Among the different clinical manifestations caused by P. vivax, anaemia and splenomegaly are highly prevalent. Noticeably, the bone marrow and the spleen have recently emerged as cryptic niches of natural infections and where a large parasite biomass is hidden. Our group previously demonstrated the presence of P. vivax parasites in the bone marrow of patients during acute attacks (1). Of interest, infection induced bone marrow dyserythropoiesis and altered RNA profiles related to erythropoiesis (2). Moreover, we also demonstrated that P. vivax encodes spleen-dependent genes associated with cytoadhesion and clinical protection (3). The aim of this study is to functionally characterize selected genes from the parasite upregulated in the bone marrow and from spleen-dependent genes through the implementation of the CRISPR-Cas9 technology.

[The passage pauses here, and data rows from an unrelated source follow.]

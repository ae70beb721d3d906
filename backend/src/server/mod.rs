//! Server construction for the credential capability and the broker.
//!
//! Each service gets an app builder (usable with `actix_web::test`), a config
//! object holding its already-built adapters, and a `create_*_server`
//! function that binds the listener and marks the service ready.

mod config;

pub use config::{AuthServiceSettings, BrokerServiceSettings};

use std::io;
use std::net::SocketAddr;
use std::sync::Arc;
use std::time::Duration;

use actix_web::dev::{Server, ServiceFactory, ServiceRequest, ServiceResponse};
use actix_web::{App, HttpServer, web};
use tracing::{info, warn};

use crate::Trace;
use crate::domain::ports::{
    Capability, CapabilityClient, CredentialStore, InMemoryCredentialStore,
};
use crate::domain::{ActionRouter, AuditDispatcher, CredentialService};
use crate::inbound::http::authenticate::authenticate;
use crate::inbound::http::broker::{handle_submission, ping};
use crate::inbound::http::health::{HealthState, live, ready};
use crate::inbound::http::state::{AuthHttpState, BrokerHttpState};
use crate::outbound::capability::{CapabilityAuditSink, CapabilityEndpoints, HttpCapabilityClient};
use crate::outbound::persistence::{DbPool, DieselCredentialStore, PoolConfig};

/// A started server plus the address it actually bound.
pub struct BoundServer {
    pub server: Server,
    pub local_addr: SocketAddr,
}

/// Adapters behind the credential capability.
pub struct AuthServerConfig {
    pub bind_addr: SocketAddr,
    pub store: Arc<dyn CredentialStore>,
    pub audit: AuditDispatcher,
}

/// Adapters behind the broker.
pub struct BrokerServerConfig {
    pub bind_addr: SocketAddr,
    pub client: Arc<dyn CapabilityClient>,
}

fn build_http_client(
    endpoints: CapabilityEndpoints,
    timeout: Duration,
) -> io::Result<HttpCapabilityClient> {
    HttpCapabilityClient::new(endpoints, timeout)
        .map_err(|error| io::Error::other(format!("build capability client: {error}")))
}

impl AuthServerConfig {
    /// Build the auth service adapters from settings.
    ///
    /// Uses PostgreSQL when `database_url` is set, otherwise an in-memory
    /// store.
    ///
    /// # Errors
    ///
    /// Returns an error for invalid settings or when the pool cannot be built.
    pub async fn from_settings(settings: &AuthServiceSettings) -> io::Result<Self> {
        let bind_addr = settings.bind_addr()?;
        let store: Arc<dyn CredentialStore> = match settings.database_url.as_deref() {
            Some(url) => {
                let pool = DbPool::new(PoolConfig::new(url))
                    .await
                    .map_err(|error| io::Error::other(format!("create database pool: {error}")))?;
                Arc::new(
                    DieselCredentialStore::new(pool).with_query_timeout(settings.query_timeout()),
                )
            }
            None => {
                warn!("no database_url configured; users are kept in memory");
                Arc::new(InMemoryCredentialStore::new())
            }
        };

        let endpoints = CapabilityEndpoints::new().with(Capability::WriteLog, settings.log_url()?);
        let log_client = build_http_client(endpoints, settings.capability_timeout())?;
        let audit = AuditDispatcher::new(
            Arc::new(CapabilityAuditSink::new(Arc::new(log_client))),
            settings.audit_timeout(),
        );

        Ok(Self {
            bind_addr,
            store,
            audit,
        })
    }
}

impl BrokerServerConfig {
    /// Build the broker adapters from settings.
    ///
    /// # Errors
    ///
    /// Returns an error for invalid settings or when the HTTP client cannot be
    /// built.
    pub fn from_settings(settings: &BrokerServiceSettings) -> io::Result<Self> {
        let endpoints = CapabilityEndpoints::new()
            .with(Capability::Authenticate, settings.auth_url()?)
            .with(Capability::WriteLog, settings.log_url()?);
        let client = build_http_client(endpoints, settings.capability_timeout())?;
        Ok(Self {
            bind_addr: settings.bind_addr()?,
            client: Arc::new(client),
        })
    }
}

/// App for the credential capability.
pub fn build_auth_app(
    health_state: web::Data<HealthState>,
    http_state: web::Data<AuthHttpState>,
) -> App<
    impl ServiceFactory<
        ServiceRequest,
        Config = (),
        Response = ServiceResponse,
        Error = actix_web::Error,
        InitError = (),
    >,
> {
    App::new()
        .app_data(health_state)
        .app_data(http_state)
        .wrap(Trace)
        .service(authenticate)
        .service(ready)
        .service(live)
}

/// App for the broker.
pub fn build_broker_app(
    health_state: web::Data<HealthState>,
    http_state: web::Data<BrokerHttpState>,
) -> App<
    impl ServiceFactory<
        ServiceRequest,
        Config = (),
        Response = ServiceResponse,
        Error = actix_web::Error,
        InitError = (),
    >,
> {
    App::new()
        .app_data(health_state)
        .app_data(http_state)
        .wrap(Trace)
        .service(ping)
        .service(handle_submission)
        .service(ready)
        .service(live)
}

fn bound_addr(addrs: &[SocketAddr], requested: SocketAddr) -> SocketAddr {
    addrs.first().copied().unwrap_or(requested)
}

/// Bind and start the credential capability server.
///
/// The returned [`Server`] must be awaited to drive the listener.
///
/// # Errors
///
/// Propagates [`std::io::Error`] when binding the socket fails.
pub fn create_auth_server(
    health_state: web::Data<HealthState>,
    config: AuthServerConfig,
) -> io::Result<BoundServer> {
    let AuthServerConfig {
        bind_addr,
        store,
        audit,
    } = config;
    let login = Arc::new(CredentialService::new(store, audit));
    let http_state = web::Data::new(AuthHttpState::new(login));
    let server_health_state = health_state.clone();

    let http_server = HttpServer::new(move || {
        build_auth_app(server_health_state.clone(), http_state.clone())
    })
    .bind(bind_addr)?;
    let local_addr = bound_addr(&http_server.addrs(), bind_addr);
    let server = http_server.run();

    health_state.mark_ready();
    info!(%local_addr, "auth service listening");
    Ok(BoundServer { server, local_addr })
}

/// Bind and start the broker server.
///
/// The returned [`Server`] must be awaited to drive the listener.
///
/// # Errors
///
/// Propagates [`std::io::Error`] when binding the socket fails.
pub fn create_broker_server(
    health_state: web::Data<HealthState>,
    config: BrokerServerConfig,
) -> io::Result<BoundServer> {
    let BrokerServerConfig { bind_addr, client } = config;
    let dispatcher = Arc::new(ActionRouter::new(client));
    let http_state = web::Data::new(BrokerHttpState::new(dispatcher));
    let server_health_state = health_state.clone();

    let http_server = HttpServer::new(move || {
        build_broker_app(server_health_state.clone(), http_state.clone())
    })
    .bind(bind_addr)?;
    let local_addr = bound_addr(&http_server.addrs(), bind_addr);
    let server = http_server.run();

    health_state.mark_ready();
    info!(%local_addr, "broker service listening");
    Ok(BoundServer { server, local_addr })
}
//! Service settings loaded via OrthoConfig.
//!
//! Values come from CLI flags, `AUTH_*` / `BROKER_*` environment variables or
//! a config file. Unset values take the field defaults.

use std::io;
use std::net::SocketAddr;
use std::time::Duration;

use ortho_config::OrthoConfig;
use serde::Deserialize;
use url::Url;

fn parse_bind_addr(raw: &str) -> io::Result<SocketAddr> {
    raw.parse().map_err(|error| {
        io::Error::new(
            io::ErrorKind::InvalidInput,
            format!("invalid bind address {raw:?}: {error}"),
        )
    })
}

fn parse_url(setting: &str, raw: &str) -> io::Result<Url> {
    Url::parse(raw).map_err(|error| {
        io::Error::new(
            io::ErrorKind::InvalidInput,
            format!("invalid {setting} {raw:?}: {error}"),
        )
    })
}

/// Settings for the credential capability service.
#[derive(Debug, Clone, Deserialize, OrthoConfig)]
#[ortho_config(prefix = "AUTH")]
pub struct AuthServiceSettings {
    /// Socket address to listen on.
    #[ortho_config(default = "0.0.0.0:8080".to_owned())]
    pub bind_addr: String,
    /// PostgreSQL URL. Without it the service keeps users in memory.
    pub database_url: Option<String>,
    /// Per-call bound on credential store queries, in seconds.
    #[ortho_config(default = 10)]
    pub query_timeout_secs: u64,
    /// Log capability endpoint receiving audit entries.
    #[ortho_config(default = "http://logger-service/log".to_owned())]
    pub log_url: String,
    /// Per-write bound on audit entries, in milliseconds.
    #[ortho_config(default = 2_000)]
    pub audit_timeout_ms: u64,
    /// Transport timeout for calls to the log capability, in milliseconds.
    #[ortho_config(default = 5_000)]
    pub capability_timeout_ms: u64,
}

impl AuthServiceSettings {
    /// Parsed bind address.
    ///
    /// # Errors
    ///
    /// Returns `InvalidInput` when the configured value is not a socket address.
    pub fn bind_addr(&self) -> io::Result<SocketAddr> {
        parse_bind_addr(&self.bind_addr)
    }

    /// Parsed log capability URL.
    ///
    /// # Errors
    ///
    /// Returns `InvalidInput` when the configured value is not a URL.
    pub fn log_url(&self) -> io::Result<Url> {
        parse_url("log_url", &self.log_url)
    }

    pub fn query_timeout(&self) -> Duration {
        Duration::from_secs(self.query_timeout_secs)
    }

    pub fn audit_timeout(&self) -> Duration {
        Duration::from_millis(self.audit_timeout_ms)
    }

    pub fn capability_timeout(&self) -> Duration {
        Duration::from_millis(self.capability_timeout_ms)
    }
}

/// Settings for the broker service.
#[derive(Debug, Clone, Deserialize, OrthoConfig)]
#[ortho_config(prefix = "BROKER")]
pub struct BrokerServiceSettings {
    /// Socket address to listen on.
    #[ortho_config(default = "0.0.0.0:8080".to_owned())]
    pub bind_addr: String,
    /// Credential capability endpoint.
    #[ortho_config(default = "http://auth-service/authenticate".to_owned())]
    pub auth_url: String,
    /// Log capability endpoint.
    #[ortho_config(default = "http://logger-service/log".to_owned())]
    pub log_url: String,
    /// Transport timeout for each routed call, in milliseconds.
    #[ortho_config(default = 5_000)]
    pub capability_timeout_ms: u64,
}

impl BrokerServiceSettings {
    /// Parsed bind address.
    ///
    /// # Errors
    ///
    /// Returns `InvalidInput` when the configured value is not a socket address.
    pub fn bind_addr(&self) -> io::Result<SocketAddr> {
        parse_bind_addr(&self.bind_addr)
    }

    /// Parsed credential capability URL.
    ///
    /// # Errors
    ///
    /// Returns `InvalidInput` when the configured value is not a URL.
    pub fn auth_url(&self) -> io::Result<Url> {
        parse_url("auth_url", &self.auth_url)
    }

    /// Parsed log capability URL.
    ///
    /// # Errors
    ///
    /// Returns `InvalidInput` when the configured value is not a URL.
    pub fn log_url(&self) -> io::Result<Url> {
        parse_url("log_url", &self.log_url)
    }

    pub fn capability_timeout(&self) -> Duration {
        Duration::from_millis(self.capability_timeout_ms)
    }
}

Initially, we performed global transcriptional analysis of bone marrow (BM) samples of patients from Manaus (Brazil) infected with P. vivax. Computational approaches revealed a list of genes preferentially expressed in BM as compared with peripheral blood. We also used a computational approach to select a list of spleen-dependent genes. Due to the lack of a robust in vitro culture system for P. vivax, we have generated a plasmid-construct to express those genes in P. falciparum using the CRISPR-Cas9 system. Transgenic lines are being generated and confirmed through genomic integration, transcript identification and protein expression by western blot analysis. Moreover, confocal immunofluorescence microscopy is being used to determine vivax protein localization. Last, functional binding assays will be performed to unveil the function of the selected genes using spleen fibroblasts and stromal bone marrow cells.
The functional characterization of P. vivax bone marrow and spleen ligands will enable us to gain better understanding about the physiopathology of the parasite and the parasite’s tropism towards these reticulocyte-rich tissues.